> _Your objective_
Which lines of the material hold the word "puzzles"? Copy each one.

> _Source material_

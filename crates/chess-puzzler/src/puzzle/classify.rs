/// Fixed classification bands used by the corpus index:
/// difficulty tiers by rating, length categories by solver move count.

use std::fmt;
use std::str::FromStr;

use serde::{Deserialize, Serialize};

/// Width of a rating bucket in the index.
pub const RATING_BUCKET_WIDTH: i32 = 100;

/// Lower edge of the 100-point bucket a rating falls in.
pub fn rating_bucket(rating: i32) -> i32 {
    rating.div_euclid(RATING_BUCKET_WIDTH) * RATING_BUCKET_WIDTH
}

#[derive(Debug, Clone, Copy, PartialEq, Eq, Hash, PartialOrd, Ord, Serialize, Deserialize)]
#[serde(rename_all = "lowercase")]
pub enum Tier {
    Beginner,
    Intermediate,
    Advanced,
    Expert,
}

impl Tier {
    pub const ALL: [Tier; 4] = [Tier::Beginner, Tier::Intermediate, Tier::Advanced, Tier::Expert];

    /// Half-open rating band `[low, high)` for this tier.
    pub fn band(self) -> (i32, i32) {
        match self {
            Tier::Beginner => (400, 1200),
            Tier::Intermediate => (1200, 1600),
            Tier::Advanced => (1600, 2000),
            Tier::Expert => (2000, 3200),
        }
    }

    /// None when the rating is outside every band.
    pub fn for_rating(rating: i32) -> Option<Tier> {
        Self::ALL.into_iter().find(|tier| {
            let (low, high) = tier.band();
            rating >= low && rating < high
        })
    }

    pub fn as_str(self) -> &'static str {
        match self {
            Tier::Beginner => "beginner",
            Tier::Intermediate => "intermediate",
            Tier::Advanced => "advanced",
            Tier::Expert => "expert",
        }
    }
}

impl fmt::Display for Tier {
    fn fmt(&self, f: &mut fmt::Formatter<'_>) -> fmt::Result {
        f.write_str(self.as_str())
    }
}

impl FromStr for Tier {
    type Err = String;

    fn from_str(s: &str) -> Result<Self, Self::Err> {
        let lower = s.trim().to_lowercase();
        Self::ALL
            .into_iter()
            .find(|tier| tier.as_str() == lower)
            .ok_or_else(|| format!("unknown difficulty tier: {s}"))
    }
}

#[derive(Debug, Clone, Copy, PartialEq, Eq, Hash, PartialOrd, Ord, Serialize, Deserialize)]
#[serde(rename_all = "camelCase")]
pub enum LengthCategory {
    OneMove,
    Short,
    Long,
    VeryLong,
}

impl LengthCategory {
    pub const ALL: [LengthCategory; 4] = [
        LengthCategory::OneMove,
        LengthCategory::Short,
        LengthCategory::Long,
        LengthCategory::VeryLong,
    ];

    /// None for lines without a single solver move.
    pub fn for_solver_moves(count: usize) -> Option<LengthCategory> {
        match count {
            0 => None,
            1 => Some(LengthCategory::OneMove),
            2 => Some(LengthCategory::Short),
            3 => Some(LengthCategory::Long),
            _ => Some(LengthCategory::VeryLong),
        }
    }

    pub fn as_str(self) -> &'static str {
        match self {
            LengthCategory::OneMove => "oneMove",
            LengthCategory::Short => "short",
            LengthCategory::Long => "long",
            LengthCategory::VeryLong => "veryLong",
        }
    }
}

impl fmt::Display for LengthCategory {
    fn fmt(&self, f: &mut fmt::Formatter<'_>) -> fmt::Result {
        f.write_str(self.as_str())
    }
}

impl FromStr for LengthCategory {
    type Err = String;

    fn from_str(s: &str) -> Result<Self, Self::Err> {
        let wanted = s.trim();
        Self::ALL
            .into_iter()
            .find(|cat| cat.as_str().eq_ignore_ascii_case(wanted))
            .ok_or_else(|| format!("unknown length category: {s}"))
    }
}

#[cfg(test)]
mod tests {
    use super::*;

    #[test]
    fn test_rating_bucket() {
        assert_eq!(rating_bucket(1200), 1200);
        assert_eq!(rating_bucket(1299), 1200);
        assert_eq!(rating_bucket(1301), 1300);
        assert_eq!(rating_bucket(99), 0);
        assert_eq!(rating_bucket(-1), -100);
    }

    #[test]
    fn test_tier_bands() {
        assert_eq!(Tier::for_rating(399), None);
        assert_eq!(Tier::for_rating(400), Some(Tier::Beginner));
        assert_eq!(Tier::for_rating(1199), Some(Tier::Beginner));
        assert_eq!(Tier::for_rating(1200), Some(Tier::Intermediate));
        assert_eq!(Tier::for_rating(1650), Some(Tier::Advanced));
        assert_eq!(Tier::for_rating(2400), Some(Tier::Expert));
        assert_eq!(Tier::for_rating(3200), None);
    }

    #[test]
    fn test_parse_names() {
        assert_eq!("Advanced".parse::<Tier>(), Ok(Tier::Advanced));
        assert!("grandmaster".parse::<Tier>().is_err());
        assert_eq!("onemove".parse::<LengthCategory>(), Ok(LengthCategory::OneMove));
        assert_eq!("veryLong".parse::<LengthCategory>(), Ok(LengthCategory::VeryLong));
        assert!("medium".parse::<LengthCategory>().is_err());
    }

    #[test]
    fn test_length_bands() {
        assert_eq!(LengthCategory::for_solver_moves(0), None);
        assert_eq!(LengthCategory::for_solver_moves(1), Some(LengthCategory::OneMove));
        assert_eq!(LengthCategory::for_solver_moves(2), Some(LengthCategory::Short));
        assert_eq!(LengthCategory::for_solver_moves(3), Some(LengthCategory::Long));
        assert_eq!(LengthCategory::for_solver_moves(7), Some(LengthCategory::VeryLong));
    }
}
//! Rules adapter: the only place the puzzle engine touches move legality.
//!
//! The engine never generates moves itself. It hands a position and a
//! coordinate move to a `RulesAdapter` and gets back the next position or an
//! error. `StandardRules` is the shakmaty-backed implementation.

use std::fmt;

use serde::{Deserialize, Serialize};
use shakmaty::fen::Fen;
use shakmaty::{CastlingMode, Chess, Color, EnPassantMode, File, Move, Position, Rank, Role, Square};
use thiserror::Error;

use crate::coord::CoordMove;

#[derive(Error, Debug, Clone, PartialEq, Eq)]
pub enum RulesError {
    #[error("Invalid position: {0}")]
    InvalidPosition(String),

    #[error("Invalid move notation: {0}")]
    InvalidMove(String),

    #[error("Illegal move {mv} in position {fen}")]
    IllegalMove { mv: String, fen: String },
}

/// Side to move.
#[derive(Debug, Clone, Copy, PartialEq, Eq, Hash, Serialize, Deserialize)]
#[serde(rename_all = "lowercase")]
pub enum Side {
    White,
    Black,
}

impl Side {
    pub fn opposite(self) -> Self {
        match self {
            Side::White => Side::Black,
            Side::Black => Side::White,
        }
    }
}

impl From<Color> for Side {
    fn from(color: Color) -> Self {
        match color {
            Color::White => Side::White,
            Color::Black => Side::Black,
        }
    }
}

impl fmt::Display for Side {
    fn fmt(&self, f: &mut fmt::Formatter<'_>) -> fmt::Result {
        match self {
            Side::White => f.write_str("white"),
            Side::Black => f.write_str("black"),
        }
    }
}

/// Capability the puzzle engine consumes: apply moves, report the turn.
pub trait RulesAdapter {
    type Position: Clone + fmt::Debug;

    /// Parse a position descriptor (FEN for the standard rules).
    fn parse_position(&self, descriptor: &str) -> Result<Self::Position, RulesError>;

    /// Apply a move, returning the resulting position or `IllegalMove`.
    fn apply_move(&self, position: &Self::Position, mv: &CoordMove) -> Result<Self::Position, RulesError>;

    fn turn_of(&self, position: &Self::Position) -> Side;

    /// Does moving the piece on `from` to `to` put a pawn on its last rank?
    fn is_promotion_move(&self, position: &Self::Position, from: Square, to: Square) -> bool;

    /// Render a position back into its descriptor form.
    fn to_fen(&self, position: &Self::Position) -> String;
}

/// Standard chess rules backed by shakmaty.
#[derive(Debug, Clone, Copy, Default)]
pub struct StandardRules;

impl RulesAdapter for StandardRules {
    type Position = Chess;

    fn parse_position(&self, descriptor: &str) -> Result<Chess, RulesError> {
        let fen: Fen = descriptor
            .trim()
            .parse()
            .map_err(|e| RulesError::InvalidPosition(format!("{descriptor}: {e}")))?;

        fen.into_position(CastlingMode::Standard)
            .map_err(|e| RulesError::InvalidPosition(format!("{descriptor}: {e}")))
    }

    fn apply_move(&self, position: &Chess, mv: &CoordMove) -> Result<Chess, RulesError> {
        let legal = position
            .legal_moves()
            .into_iter()
            .find(|m| matches_coord(m, mv))
            .ok_or_else(|| RulesError::IllegalMove {
                mv: mv.to_string(),
                fen: self.to_fen(position),
            })?;

        let mut next = position.clone();
        next.play_unchecked(legal);
        Ok(next)
    }

    fn turn_of(&self, position: &Chess) -> Side {
        position.turn().into()
    }

    fn is_promotion_move(&self, position: &Chess, from: Square, to: Square) -> bool {
        match position.board().piece_at(from) {
            Some(piece) if piece.role == Role::Pawn => {
                let last_rank = match piece.color {
                    Color::White => Rank::Eighth,
                    Color::Black => Rank::First,
                };
                to.rank() == last_rank
            }
            _ => false,
        }
    }

    fn to_fen(&self, position: &Chess) -> String {
        Fen::from_position(position, EnPassantMode::Legal).to_string()
    }
}

/// Does a legal move correspond to the given coordinate move?
/// Castling is accepted both as king-to-destination ("e1g1") and
/// king-takes-rook ("e1h1").
fn matches_coord(legal: &Move, mv: &CoordMove) -> bool {
    match legal {
        Move::Castle { king, rook } => {
            if *king != mv.from || mv.promotion.is_some() {
                return false;
            }
            let king_file = if rook.file() > king.file() { File::G } else { File::C };
            let king_to = Square::from_coords(king_file, king.rank());
            mv.to == king_to || mv.to == *rook
        }
        _ => legal.from() == Some(mv.from) && legal.to() == mv.to && legal.promotion() == mv.promotion,
    }
}

#[cfg(test)]
mod tests {
    use super::*;

    const START: &str = "rnbqkbnr/pppppppp/8/8/8/8/PPPPPPPP/RNBQKBNR w KQkq - 0 1";

    fn mv(text: &str) -> CoordMove {
        text.parse().unwrap()
    }

    #[test]
    fn test_apply_legal_move_switches_turn() {
        let rules = StandardRules;
        let pos = rules.parse_position(START).unwrap();
        assert_eq!(rules.turn_of(&pos), Side::White);

        let next = rules.apply_move(&pos, &mv("e2e4")).unwrap();
        assert_eq!(rules.turn_of(&next), Side::Black);
        assert!(rules.to_fen(&next).starts_with("rnbqkbnr/pppppppp/8/8/4P3/8/PPPP1PPP/RNBQKBNR b"));
    }

    #[test]
    fn test_illegal_move_is_rejected() {
        let rules = StandardRules;
        let pos = rules.parse_position(START).unwrap();
        let err = rules.apply_move(&pos, &mv("e2e5")).unwrap_err();
        assert!(matches!(err, RulesError::IllegalMove { .. }));

        // Wrong side to move
        assert!(rules.apply_move(&pos, &mv("e7e5")).is_err());
    }

    #[test]
    fn test_invalid_fen() {
        let rules = StandardRules;
        assert!(matches!(
            rules.parse_position("not a fen"),
            Err(RulesError::InvalidPosition(_))
        ));
    }

    #[test]
    fn test_castling_both_encodings() {
        let rules = StandardRules;
        let pos = rules
            .parse_position("r3k2r/pppppppp/8/8/8/8/PPPPPPPP/R3K2R w KQkq - 0 1")
            .unwrap();

        let short = rules.apply_move(&pos, &mv("e1g1")).unwrap();
        assert!(rules.to_fen(&short).contains("R4RK1"));

        let via_rook = rules.apply_move(&pos, &mv("e1h1")).unwrap();
        assert_eq!(rules.to_fen(&short), rules.to_fen(&via_rook));

        let long = rules.apply_move(&pos, &mv("e1c1")).unwrap();
        assert!(rules.to_fen(&long).contains("2KR3R"));
    }

    #[test]
    fn test_promotion_requires_piece() {
        let rules = StandardRules;
        let pos = rules.parse_position("8/4P3/8/8/8/8/k7/4K3 w - - 0 1").unwrap();

        assert!(rules.is_promotion_move(&pos, Square::E7, Square::E8));
        assert!(!rules.is_promotion_move(&pos, Square::E1, Square::E2));

        assert!(rules.apply_move(&pos, &mv("e7e8")).is_err());
        let queened = rules.apply_move(&pos, &mv("e7e8q")).unwrap();
        assert!(rules.to_fen(&queened).starts_with("4Q3/"));
        let knighted = rules.apply_move(&pos, &mv("e7e8n")).unwrap();
        assert!(rules.to_fen(&knighted).starts_with("4N3/"));
    }

    #[test]
    fn test_black_pawn_promotes_on_first_rank() {
        let rules = StandardRules;
        let pos = rules.parse_position("4k3/8/8/8/8/8/3p4/K7 b - - 0 1").unwrap();
        assert!(rules.is_promotion_move(&pos, Square::D2, Square::D1));
        assert!(!rules.is_promotion_move(&pos, Square::E8, Square::E7));
    }
}
use axum::{
    extract::{Path, Query},
    Extension, Json,
};
use chess_puzzler::selector::DEFAULT_RATING_RANGE;
use chess_puzzler::{LengthCategory, SelectionFilters, Selector, ThemeMatch, Tier};
use serde::Deserialize;
use serde_json::{json, Value as JsonValue};

use crate::error::AppError;
use crate::state::AppState;

/// Largest batch one request may ask for.
pub const MAX_BATCH: usize = 50;

/// Selection filters as query parameters. List values are comma-separated.
#[derive(Debug, Default, Deserialize)]
#[serde(rename_all = "camelCase")]
pub struct FilterQuery {
    pub rating: Option<i32>,
    pub range: Option<i32>,
    pub themes: Option<String>,
    #[serde(rename = "match")]
    pub theme_match: Option<ThemeMatch>,
    pub tier: Option<String>,
    pub length: Option<String>,
    pub exclude: Option<String>,
    pub previous: Option<String>,
}

impl FilterQuery {
    pub fn to_filters(&self, default_range: i32) -> Result<SelectionFilters, AppError> {
        let mut filters = SelectionFilters {
            rating_center: self.rating,
            rating_range: self.range.unwrap_or(default_range),
            theme_match: self.theme_match.unwrap_or_default(),
            previous: self.previous.clone().filter(|p| !p.is_empty()),
            ..Default::default()
        };
        if filters.rating_range < 0 {
            return Err(AppError::BadRequest("range must not be negative".to_string()));
        }

        filters.themes = split_list(self.themes.as_deref());
        filters.exclude = split_list(self.exclude.as_deref()).into_iter().collect();

        if let Some(tier) = self.tier.as_deref().filter(|t| !t.is_empty()) {
            filters.difficulty_tier = Some(tier.parse::<Tier>().map_err(AppError::BadRequest)?);
        }
        if let Some(length) = self.length.as_deref().filter(|l| !l.is_empty()) {
            filters.length_category = Some(length.parse::<LengthCategory>().map_err(AppError::BadRequest)?);
        }

        Ok(filters)
    }
}

fn split_list(raw: Option<&str>) -> Vec<String> {
    raw.unwrap_or_default()
        .split(',')
        .map(str::trim)
        .filter(|s| !s.is_empty())
        .map(str::to_string)
        .collect()
}

pub(crate) fn default_range(state: &AppState) -> i32 {
    if state.config.rating_range >= 0 {
        state.config.rating_range
    } else {
        DEFAULT_RATING_RANGE
    }
}

/// GET /api/puzzles/select?rating=1500&themes=fork,pin&match=any
pub async fn select_puzzle(
    Extension(state): Extension<AppState>,
    Query(params): Query<FilterQuery>,
) -> Result<Json<JsonValue>, AppError> {
    let filters = params.to_filters(default_range(&state))?;
    let selection = Selector::new(&state.index).select(&filters)?;

    Ok(Json(json!({
        "puzzle": selection.puzzle.as_ref(),
        "matchKind": selection.match_kind,
    })))
}

#[derive(Debug, Deserialize)]
pub struct BatchSize {
    pub n: Option<usize>,
}

/// GET /api/puzzles/batch?n=10&tier=advanced
pub async fn select_batch(
    Extension(state): Extension<AppState>,
    Query(size): Query<BatchSize>,
    Query(params): Query<FilterQuery>,
) -> Result<Json<JsonValue>, AppError> {
    let n = size.n.unwrap_or(10);
    if n == 0 || n > MAX_BATCH {
        return Err(AppError::BadRequest(format!("n must be between 1 and {MAX_BATCH}")));
    }

    let filters = params.to_filters(default_range(&state))?;
    let puzzles = Selector::new(&state.index).select_batch(n, &filters);
    let total = puzzles.len();
    let puzzles: Vec<_> = puzzles.iter().map(|p| p.as_ref()).collect();

    Ok(Json(json!({
        "puzzles": puzzles,
        "total": total,
    })))
}

/// GET /api/puzzles/themes
pub async fn list_themes(Extension(state): Extension<AppState>) -> Json<JsonValue> {
    let themes: Vec<JsonValue> = state
        .index
        .theme_counts()
        .into_iter()
        .map(|(theme, count)| json!({ "theme": theme, "count": count }))
        .collect();

    Json(json!({ "themes": themes }))
}

/// GET /api/puzzles/{puzzle_id}
pub async fn get_puzzle(
    Extension(state): Extension<AppState>,
    Path(puzzle_id): Path<String>,
) -> Result<Json<JsonValue>, AppError> {
    let puzzle = state
        .index
        .get(&puzzle_id)
        .ok_or_else(|| AppError::NotFound(format!("Puzzle {puzzle_id} not found")))?;

    Ok(Json(json!({
        "puzzle": puzzle.as_ref(),
        "tier": puzzle.tier(),
        "length": puzzle.length_category(),
    })))
}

> _Task response_
/// GET /api/puzzles/select?rating=1500&themes=fork,pin&match=any
/// GET /api/puzzles/batch?n=10&tier=advanced
    let puzzles = Selector::new(&state.index).select_batch(n, &filters);
    let total = puzzles.len();
    let puzzles: Vec<_> = puzzles.iter().map(|p| p.as_ref()).collect();
        "puzzles": puzzles,
/// GET /api/puzzles/themes
/// GET /api/puzzles/{puzzle_id}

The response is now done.